Activity: Please show every line in the entries below that includes the word "PendingMotion".
---
//! Orbit inspection camera.
//!
//! The camera sits on a sphere around a target point and always looks at it.
//! Position is kept as spherical coordinates (azimuth around +Y, polar angle
//! down from +Y, distance). Drags, pans and wheel steps are queued and eased
//! in over the following frames when `damping_factor` is non-zero.

use std::f32::consts::{PI, TAU};

use glam::{Vec2, Vec3};
use serde::{Deserialize, Serialize};

use crate::input::InputFrame;
use crate::view::{CameraPose, look_rotation};

/// Smallest gap kept between the polar angle and either pole.
pub const POLAR_EPSILON: f32 = 1e-4;

/// Frame rate the damping factor is expressed against.
const REFERENCE_FPS: f32 = 60.0;

/// Settings for the orbit camera.
#[derive(Debug, Clone, PartialEq, Serialize, Deserialize)]
#[serde(default)]
pub struct OrbitSettings {
    /// Point the camera orbits and looks at.
    pub target: Vec3,
    /// Closest allowed distance to the target.
    pub min_distance: f32,
    /// Farthest allowed distance from the target.
    pub max_distance: f32,
    /// Smallest polar angle in radians (0 is straight above the target).
    pub min_polar_angle: f32,
    /// Largest polar angle in radians (π is straight below the target).
    pub max_polar_angle: f32,
    /// Radians of rotation per pixel of primary drag.
    pub rotate_sensitivity: f32,
    /// Target travel per pixel of secondary drag, as a fraction of distance.
    pub pan_sensitivity: f32,
    /// Distance multiplier per wheel step towards the target.
    pub zoom_step: f32,
    /// Fraction of queued motion applied per reference frame; 0 disables
    /// easing.
    pub damping_factor: f32,
}

impl Default for OrbitSettings {
    fn default() -> Self {
        Self {
            target: Vec3::new(0.0, 1.0, 0.0),
            min_distance: 0.5,
            max_distance: 50.0,
            min_polar_angle: 0.0,
            max_polar_angle: PI,
            rotate_sensitivity: 0.005,
            pan_sensitivity: 0.002,
            zoom_step: 0.95,
            damping_factor: 0.05,
        }
    }
}

impl OrbitSettings {
    /// Polar range actually enforced, kept strictly inside `(0, π)`.
    pub fn polar_bounds(&self) -> (f32, f32) {
        let lo = self.min_polar_angle.max(POLAR_EPSILON);
        let hi = self.max_polar_angle.min(PI - POLAR_EPSILON);
        (lo, hi.max(lo))
    }
}

/// Motion queued but not yet applied.
#[derive(Debug, Clone, Copy, Default, PartialEq)]
struct PendingMotion {
    azimuth: f32,
    polar: f32,
    /// Screen-space pan in pixels.
    pan: Vec2,
    /// Natural log of the pending distance scale.
    zoom: f32,
}

impl PendingMotion {
    fn scale(&mut self, factor: f32) {
        self.azimuth *= factor;
        self.polar *= factor;
        self.pan *= factor;
        self.zoom *= factor;
    }
}

/// Orbit camera state.
#[derive(Debug, Clone)]
pub struct OrbitRig {
    settings: OrbitSettings,
    target: Vec3,
    azimuth: f32,
    polar: f32,
    distance: f32,
    pending: PendingMotion,
}

impl OrbitRig {
    /// Create an orbit rig with the camera placed at `position`.
    pub fn new(settings: OrbitSettings, position: Vec3) -> Self {
        let mut rig = Self {
            target: settings.target,
            settings,
            azimuth: 0.0,
            polar: PI / 2.0,
            distance: 1.0,
            pending: PendingMotion::default(),
        };
        rig.sync_to(position);
        rig
    }

    pub fn settings(&self) -> &OrbitSettings {
        &self.settings
    }

    pub fn target(&self) -> Vec3 {
        self.target
    }

    pub fn azimuth(&self) -> f32 {
        self.azimuth
    }

    pub fn polar(&self) -> f32 {
        self.polar
    }

    pub fn distance(&self) -> f32 {
        self.distance
    }

    /// Re-derive spherical coordinates from a camera position, dropping any
    /// queued motion.
    pub fn sync_to(&mut self, position: Vec3) {
        self.pending = PendingMotion::default();
        let offset = position - self.target;
        let length = offset.length();
        if length > f32::EPSILON {
            self.azimuth = offset.x.atan2(offset.z);
            self.polar = (offset.y / length).clamp(-1.0, 1.0).acos();
            self.distance = length;
        }
        self.clamp();
    }

    /// Queue a rotation from a primary drag of `delta` pixels.
    pub fn rotate(&mut self, delta: Vec2) {
        self.pending.azimuth -= delta.x * self.settings.rotate_sensitivity;
        self.pending.polar -= delta.y * self.settings.rotate_sensitivity;
    }

    /// Queue a pan from a secondary drag of `delta` pixels.
    pub fn pan(&mut self, delta: Vec2) {
        self.pending.pan += delta;
    }

    /// Queue a dolly of `steps` wheel steps; positive moves closer.
    pub fn zoom(&mut self, steps: f32) {
        if self.settings.zoom_step > 0.0 {
            self.pending.zoom += steps * self.settings.zoom_step.ln();
        }
    }

    /// Queue everything an input frame carries for this mode.
    pub fn apply_input(&mut self, frame: &InputFrame) {
        self.rotate(frame.rotate_delta);
        self.pan(frame.pan_delta);
        self.zoom(frame.wheel);
    }

    /// Advance by `dt` seconds and return the resulting pose.
    pub fn update(&mut self, dt: f32) -> CameraPose {
        let applied = self.eased_fraction(dt);
        if applied > 0.0 {
            let step = {
                let mut step = self.pending;
                step.scale(applied);
                step
            };
            self.pending.scale(1.0 - applied);

            if step.pan != Vec2::ZERO {
                let pose = self.pose();
                let scale = self.distance * self.settings.pan_sensitivity;
                self.target += (pose.right() * -step.pan.x + pose.up() * step.pan.y) * scale;
            }
            self.azimuth = (self.azimuth + step.azimuth).rem_euclid(TAU);
            self.polar += step.polar;
            self.distance *= step.zoom.exp();
        }
        self.clamp();
        self.pose()
    }

    /// Current camera pose.
    pub fn pose(&self) -> CameraPose {
        let (sin_polar, cos_polar) = self.polar.sin_cos();
        let (sin_azimuth, cos_azimuth) = self.azimuth.sin_cos();
        let offset = Vec3::new(
            sin_polar * sin_azimuth,
            cos_polar,
            sin_polar * cos_azimuth,
        ) * self.distance;
        CameraPose {
            position: self.target + offset,
            rotation: look_rotation(-offset, Vec3::Y),
        }
    }

    fn eased_fraction(&self, dt: f32) -> f32 {
        let factor = self.settings.damping_factor;
        if factor <= 0.0 {
            return 1.0;
        }
        if !(dt > 0.0) {
            return 0.0;
        }
        let retained = (1.0 - factor.min(1.0)).powf(dt * REFERENCE_FPS);
        1.0 - retained
    }

    fn clamp(&mut self) {
        let (lo, hi) = self.settings.polar_bounds();
        self.polar = self.polar.clamp(lo, hi);
        // max/min rather than clamp: unvalidated settings must not panic.
        self.distance = self
            .distance
            .max(self.settings.min_distance)
            .min(self.settings.max_distance);
    }
}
---
Exercise response:
struct PendingMotion {
impl PendingMotion {
    pending: PendingMotion,
            pending: PendingMotion::default(),
        self.pending = PendingMotion::default();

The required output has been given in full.